My Skin, My Hair

Guest blog post by Michelle De Leon, the founder of World Afro Day and representing the views of that organisation. Voice Community has previously backed World Afro Day's call to action.

By Michelle De Leon (personal view by guest contributor)

My Skin, My Hair

by Michelle De Leon

If my skin was my hair, what would you say?
If my skin was my hair, would your words be the same?
Spend some time in isolation, until your skin lightens up.
Spend some time in isolation, your skin is too much.
Spend some time in isolation, your skin is extreme.

If my skin was my hair, what would you say?
If my skin was my hair, would your words be the same?
Go home now, you can’t stay here.
Your skin it distracts and causes a stare.
Can you dial it down or pull it back?
I just have to say, your skin is too black.

If my skin was my hair, what would you say?
If my skin was my hair, would your words be the same?
That type of skin will have trouble at work,
That type of skin is too hard to fit in.
Your skin is too different, it breaks all the rules,
Your dark brown complexion, causes problems at schools.

If my skin was my hair, what would you say?
If my skin was my hair, would your words be the same?
I think that skin, looks like it’s a gang,
I think that skin, just can’t even hang
I think that skin is too short and too strong.
I think that skin just doesn’t belong.

I hope the poem above has made you reflect on the close link between Afro hair, skin and belonging? This deep connection needs to be made clear because the rejection of Afro hair, has created a hostile environment in too many British schools.

My skin and my hair are equally me and are clear markers for my identity and race. Afro hair has been discriminated against in addition to and separately to our brown skin for centuries.

I founded World Afro Day in 2017 to overcome this, however the main thing to understand is that rejection of our Afro hair (in all its styles) is a rejection of our race; just the way rejecting the colour of our skin is a rejection of our race. This separation of hair and skin in the education system has caused damaging hair policies. Skin and hair are part of the same body and black children, who are not accepted at school; can feel the detrimental consequences for the rest of their lives.

Even five years old Josiah Sharpe, reacted to his hair punishments at school in this way:

“I don’t want to be black anymore if school doesn’t like my hair.”

How can a child flourish in this atmosphere?

The Hair Equality Report supported by De Montfort University, found that one in six children with Afro hair at school is having a bad experience because of their Afro hair. If hair and skin are part of the same child’s body, why would they not see a rejection of their hair as a rejection of who they are?

Many hair policies are not equal for all children. They are really based on racial ‘norms’ (caucasian hair) and imposing those standards from the dominant group onto the minority group (Afro hair). Eurocentric versus Afrocentric hair standards. Another learning point is many Afro hair styles are unisex e.g. Afro, braids, cornrows, dreadlocks and even short fades are worn by men and women.
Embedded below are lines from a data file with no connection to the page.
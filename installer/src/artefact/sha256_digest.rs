//! Streaming SHA-256 digests of release artefacts.

use sha2::{Digest, Sha256};
use std::fmt;
use std::fs;
use std::io::{self, Read};
use std::path::Path;

/// A lowercase, hex-encoded SHA-256 digest computed locally.
///
/// # Examples
///
/// ```
/// use chroma_local_installer::artefact::sha256_digest::Sha256Digest;
///
/// let digest = Sha256Digest::of_bytes(b"abc");
/// assert!(digest.matches_hex(
///     "BA7816BF8F01CFEA414140DE5DAE2223B00361A396177A9CB410FF61F20015AD"
/// ));
/// ```
#[derive(Debug, Clone, PartialEq, Eq)]
pub struct Sha256Digest(String);

impl Sha256Digest {
    /// Return the digest as a hex string slice.
    #[must_use]
    pub fn as_str(&self) -> &str {
        &self.0
    }

    /// Hash an in-memory byte slice.
    #[must_use]
    pub fn of_bytes(bytes: &[u8]) -> Self {
        Self(format!("{:x}", Sha256::digest(bytes)))
    }

    /// Hash a file without loading it into memory.
    ///
    /// # Errors
    ///
    /// Returns the I/O error if the file cannot be opened or read.
    pub fn of_file(path: &Path) -> io::Result<Self> {
        let mut file = fs::File::open(path)?;
        let mut hasher = Sha256::new();
        let mut chunk = [0u8; 64 * 1024];
        loop {
            let read = file.read(&mut chunk)?;
            if read == 0 {
                break;
            }
            hasher.update(chunk.get(..read).unwrap_or_default());
        }
        Ok(Self(format!("{:x}", hasher.finalize())))
    }

    /// Whether `hex` names this digest, ignoring ASCII case and surrounding
    /// whitespace. Every byte is compared regardless of earlier mismatches.
    #[must_use]
    pub fn matches_hex(&self, hex: &str) -> bool {
        let ours = self.0.as_bytes();
        let theirs = hex.trim().as_bytes();
        ours.len() == theirs.len()
            && ours
                .iter()
                .zip(theirs)
                .fold(0u8, |diff, (a, b)| diff | (a ^ b.to_ascii_lowercase()))
                == 0
    }
}

impl fmt::Display for Sha256Digest {
    fn fmt(&self, f: &mut fmt::Formatter<'_>) -> fmt::Result {
        f.write_str(&self.0)
    }
}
School hair policies are overwhelmingly gender based.

World Afro Day is working to educate teachers and close the empathy gap around Afro hair.  Hair is a very deep issue for many black people and it affects them economically, psychologically, culturally and spiritually. Historically as a race of people, there is no aspect of our being, where our hair has not had a deep impact on how we experience life, especially girls and women. If you don’t have Afro hair, there is no parallel, this is not your experience at all.
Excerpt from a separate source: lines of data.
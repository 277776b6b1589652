//! Configuration and resolution of the Chroma local runtime library.
//!
//! Embedded-runtime clients call [`resolve_library_path`] with a
//! [`LocalRuntimeConfig`] to obtain the path of the shared library to load.
//! The heavy lifting (mirror downloads, signature and checksum
//! verification, extraction and cross-process locking) lives in the
//! `chroma-local-installer` crate.

pub mod config;

use camino::Utf8PathBuf;

pub use chroma_local_installer::error::{ErrorKind, InstallerError};
pub use config::{ConfigError, DownloadSettings, LibrarySettings, LocalRuntimeConfig};

/// Resolve the local runtime library path for `config`.
///
/// An explicit `library.path` is returned unchecked, then `CHROMA_LIB_PATH`,
/// and otherwise the library is downloaded into the cache when
/// `library.auto_download` is set.
///
/// # Errors
///
/// Returns an [`InstallerError`] whose [`InstallerError::kind`] classifies
/// the failure.
///
/// # Examples
///
/// ```
/// use chroma_local::{LocalRuntimeConfig, resolve_library_path};
///
/// let config = LocalRuntimeConfig::from_toml_str("[library]\npath = \"/opt/chroma/libchroma_shim.so\"\n")
///     .expect("valid config");
/// let path = resolve_library_path(&config).expect("explicit path");
/// assert_eq!(path, "/opt/chroma/libchroma_shim.so");
/// ```
pub fn resolve_library_path(config: &LocalRuntimeConfig) -> Result<Utf8PathBuf, InstallerError> {
    let (resolver, environment) = config.clone().into_parts();
    chroma_local_installer::resolver::resolve_library_path(&resolver, &environment)
}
We believe that there can be a happy ending to this story, where hair discrimination can be assigned to history. We hope that more teachers can have better relationships with black pupils, built on respect and acceptance of physical differences. Plus, think of all the time that can be put back into education, instead of hair policing.

We know that teachers are under tremendous pressure and we all need something positive to focus on, which is good for our mental health; so we will be bringing back The Big Hair Assembly. The free event will be hosted in London and live streamed internationally. The assembly will provide resources and training for teachers and empowerment and equality for young people.  Students, schools and families from around the world, will have a chance to take part in the activities or just watch on the day. 

The first Big Hair Assembly in 2019 was a big success and 2021 will be even bigger and better.

Please watch out for some special announcements in February:

 

Comments

As a black person , I found this article of great interest . I’m an NNEB working in EYFS and I have dreadlocks . My school is fine about it but my son has had trouble at his school . My husband is white and my children mixed race , his High school did not like the fact that he had lines shaved into his head.I was angry as there is little choice for black or mixed children when it comes to hair styles. Many schools do not understand a thing about black hair. It’s very sad but now my other son is growing locks and school has not mentioned it . I’m hoping they have moved on!!